Hassan Samir, Mercuri Louis G, Miloro Michael
Resident, Department of Oral and Maxillofacial Surgery, University of Illinois at Chicago, Chicago, IL.
Visiting Professor, Department of Orthopaedic Surgery, Rush University Medical Center, Chicago, IL; and Clinical Consultant, TMJ Concepts, Ventura, CA.
J Oral Maxillofac Surg. 2020 Jun;78(6):908-915. doi: 10.1016/j.joms.2020.01.020. Epub 2020 Jan 28.
Although concerns regarding implant-related metal hypersensitivity exist, no guidelines have been accepted for screening or treatment of patients with metal sensitivity before temporomandibular joint replacement (TMJR). The present study aimed to determine the trends in TMJR metal sensitivity screening and the effect of positive test results on patient treatment.
A questionnaire was distributed to members of the American Society of Temporomandibular Joint Surgeons and the European Society of Temporomandibular Joint Surgeons using a web-based data collection and analysis tool. The questions aimed to establish the screening methods used to establish a diagnosis of metal hypersensitivity and any changes in management when metal hypersensitivity had been documented.
A total of 72 responses (32.43%) were collected through the survey, with respondents primarily practicing in the United States (47.22%). Of the participants, 75% believed that metal hypersensitivity occurs with TMJR and only 2.77% did not. Most agreed that patients should be questioned about any metal sensitivities before consideration for TMJR (91.66%), and 80.55% routinely asked their patients if they had a previous sensitivity to any metals. Nickel was the most commonly encountered metal allergen (64.28%). If a metal allergy were reported, 44.28% of surgeons would refer the patient to determine the specific metal allergen. The diagnosis for metal allergy was based primarily on patient signs and symptoms (52.85%) and an allergist or dermatologist consultation (44.28%). The lymphocyte transformation test was the test most used by respondents to confirm the diagnosis. Of the surgeons, 41.42% would choose to observe/monitor as their first choice for patients testing positive for metal hypersensitivity. In the case of a "mild" reaction to metal hypersensitivity testing, 54.28% would alter their implant choice to a nonreactive metal component. For "severe" reactions to preoperative metal hypersensitivity testing, 62.85% would alter their implant choice to a nonreactive metal component, and 22.85% would choose not to perform TMJR.

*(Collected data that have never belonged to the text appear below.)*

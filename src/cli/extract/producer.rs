use std::path::PathBuf;
use std::thread;
use std::time::Duration;

use anyhow::Result;
use indicatif::ProgressBar;

use crate::input::InputReader;
use esframe::process::shared::SharedParser;

/// Sleep while the parser has no room for the next piece of input.
const APPEND_RETRY_INTERVAL: Duration = Duration::from_millis(1);

pub struct ProducerConfig {
    pub input_path: PathBuf,
    pub chunk_size: usize,
    pub start_pts: Option<i64>,
    pub shared: SharedParser,
    pub pb: Option<ProgressBar>,
}

/// Reads the input on a new thread and appends it to the shared parser.
///
/// The parser is marked finished when reading ends, successfully or not, so
/// the drive loop always drains and returns. Yields the number of bytes read.
pub fn spawn_producer(config: ProducerConfig) -> thread::JoinHandle<Result<u64>> {
    thread::spawn(move || -> Result<u64> {
        let ProducerConfig {
            input_path,
            chunk_size,
            start_pts,
            shared,
            pb,
        } = config;

        let mut input_reader = InputReader::new(&input_path)?;
        let result = produce(&mut input_reader, chunk_size, start_pts, &shared, pb.as_ref());
        shared.finish();

        result
    })
}

fn produce(
    input_reader: &mut InputReader,
    chunk_size: usize,
    start_pts: Option<i64>,
    shared: &SharedParser,
    pb: Option<&ProgressBar>,
) -> Result<u64> {
    let mut bytes_read = 0u64;
    let mut timestamp = start_pts;

    input_reader.process_chunks(chunk_size, |chunk| {
        if !append_all(shared, chunk, &mut timestamp) {
            log::debug!("Producer stopped after {bytes_read} bytes");
            return Ok(false);
        }

        bytes_read += chunk.len() as u64;
        if let Some(pb) = pb {
            pb.set_position(bytes_read);
        }

        Ok(true)
    })?;

    log::debug!("Input exhausted after {bytes_read} bytes");
    Ok(bytes_read)
}

/// Appends `chunk` in pieces as space frees up. Only the first piece carries
/// `timestamp`, which is taken.
///
/// Returns `false` if the drive loop was stopped before everything fit.
fn append_all(shared: &SharedParser, mut chunk: &[u8], timestamp: &mut Option<i64>) -> bool {
    while !chunk.is_empty() {
        if shared.stop_requested() {
            return false;
        }

        let n = chunk.len().min(shared.free_space());
        if n == 0 || !shared.append(&chunk[..n], *timestamp) {
            thread::sleep(APPEND_RETRY_INTERVAL);
            continue;
        }

        *timestamp = None;
        chunk = &chunk[n..];
    }

    true
}

#[cfg(test)]
mod tests {
    use super::*;
    use esframe::process::parse::Parser;
    use esframe::process::{EXAMPLE_MPEG_FRAME_SIZE, EXAMPLE_MPEG_HEADER, example_frame};

    #[test]
    fn oversized_chunk_is_split_and_keeps_first_timestamp() {
        let shared = SharedParser::new(Parser::with_capacity(1024));
        let frame = example_frame(&EXAMPLE_MPEG_HEADER, EXAMPLE_MPEG_FRAME_SIZE);
        let chunk: Vec<u8> = frame.iter().copied().cycle().take(frame.len() * 4).collect();

        let consumer = shared.clone();
        let handle = thread::spawn(move || {
            let mut frames = Vec::new();
            while frames.len() < 4 {
                let mut parser = consumer.lock();
                let info = parser.current_frame();
                if info.is_complete() {
                    frames.push(parser.front_timestamp());
                    parser.shrink(info.frame_size);
                } else {
                    drop(parser);
                    thread::sleep(Duration::from_millis(1));
                }
            }
            frames
        });

        let mut timestamp = Some(3600);
        assert!(append_all(&shared, &chunk, &mut timestamp));
        assert_eq!(timestamp, None);

        let frames = handle.join().unwrap();
        assert_eq!(frames[0], Some(3600));
        assert!(frames[1..].iter().all(Option::is_none));
    }

    #[test]
    fn stop_interrupts_waiting_producer() {
        let shared = SharedParser::new(Parser::with_capacity(256));
        shared.stop();

        let mut timestamp = None;
        assert!(!append_all(&shared, &[0u8; 1024], &mut timestamp));
    }
}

The results from the present study have demonstrated that respondent TMJ surgeons agree that metal hypersensitivity occurs with TMJR. However, their approaches to screening and managing metal hypersensitivity vary. Further research of this topic is required to eventually develop specific management pre- and postoperative guidelines for the treatment of patients with metal sensitivities.
尽管存在与植入物相关的金属超敏反应问题,但对于颞下颌关节置换术(TMJR)前金属敏感性患者的筛查或治疗,尚无被认可的指南。本研究旨在确定TMJR金属敏感性筛查的趋势以及阳性检测结果对患者治疗的影响。
使用基于网络的数据收集和分析工具,向美国颞下颌关节外科医师协会和欧洲颞下颌关节外科医师协会的成员发放问卷。问题旨在确定用于诊断金属超敏反应的筛查方法以及记录到金属超敏反应时管理上的任何变化。
通过调查共收集到72份回复(32.43%),受访者主要在美国执业(47.22%)。在参与者中,75%认为TMJR会发生金属超敏反应,只有2.77%不这么认为。大多数人同意在考虑TMJR之前应询问患者是否有任何金属敏感性(91.66%),80.55%的人会常规询问患者是否曾对任何金属过敏。镍是最常遇到的金属过敏原(64.28%)。如果报告有金属过敏,44.28%的外科医生会将患者转诊以确定具体的金属过敏原。金属过敏的诊断主要基于患者的体征和症状(52.85%)以及过敏专科医生或皮肤科医生的会诊(44.28%)。淋巴细胞转化试验是受访者最常用来确诊的检测方法。在外科医生中,41.42%会选择观察/监测作为对金属超敏反应检测呈阳性患者的首选处理方式。对于金属超敏反应检测出现“轻度”反应的情况,54.28%会将植入物选择改为无反应性的金属部件。对于术前金属超敏反应检测出现“重度”反应的情况,62.85%会将植入物选择改为无反应性的金属部件,22.85%会选择不进行TMJR。
本研究结果表明,参与调查的颞下颌关节外科医生一致认为TMJR会发生金属超敏反应。然而,他们筛查和管理金属超敏反应的方法各不相同。需要对该主题进行进一步研究,以最终制定针对金属敏感性患者治疗的术前和术后具体管理指南。